(Saved entries)

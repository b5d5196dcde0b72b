//! Typed errors for the partition planner.

use stagefetch_core::PartitionType;
use thiserror::Error;

#[derive(Debug, Error)]
pub enum PlanError {
    #[error("range repartitioning requires at least one sort key")]
    NoSortKeys,

    #[error("no min/max statistics for sort column '{0}'")]
    MissingStatistics(String),

    #[error("invalid statistics for column '{column}': {reason}")]
    InvalidStatistics { column: String, reason: String },

    #[error("task count must be positive")]
    InvalidTaskCount,

    #[error("{mode} planning expects {expected} input stage(s), got {actual}")]
    InputCount {
        mode: &'static str,
        expected: &'static str,
        actual: usize,
    },

    #[error("stage {stage_id} output is not {expected:?} partitioned")]
    PartitionMismatch {
        stage_id: u32,
        expected: PartitionType,
    },

    #[error("cannot assign {0} partition group(s) to zero tasks")]
    NoTasks(usize),

    #[error(transparent)]
    Core(#[from] stagefetch_core::Error),
}

pub type Result<T> = std::result::Result<T, PlanError>;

→ **Your instructions**:
You are asked to copy all of the entries above exactly.

→ **Answer box**:
repository b5d5196dcde0b72b
//! Typed errors for the partition planner.

use stagefetch_core::PartitionType;
use thiserror::Error;

#[derive(Debug, Error)]
pub enum PlanError {
    #[error("range repartitioning requires at least one sort key")]
    NoSortKeys,

    #[error("no min/max statistics for sort column '{0}'")]
    MissingStatistics(String),

    #[error("invalid statistics for column '{column}': {reason}")]
    InvalidStatistics { column: String, reason: String },

    #[error("task count must be positive")]
    InvalidTaskCount,

    #[error("{mode} planning expects {expected} input stage(s), got {actual}")]
    InputCount {
        mode: &'static str,
        expected: &'static str,
        actual: usize,
    },

    #[error("stage {stage_id} output is not {expected:?} partitioned")]
    PartitionMismatch {
        stage_id: u32,
        expected: PartitionType,
    },

    #[error("cannot assign {0} partition group(s) to zero tasks")]
    NoTasks(usize),

    #[error(transparent)]
    Core(#[from] stagefetch_core::Error),
}

pub type Result<T> = std::result::Result<T, PlanError>;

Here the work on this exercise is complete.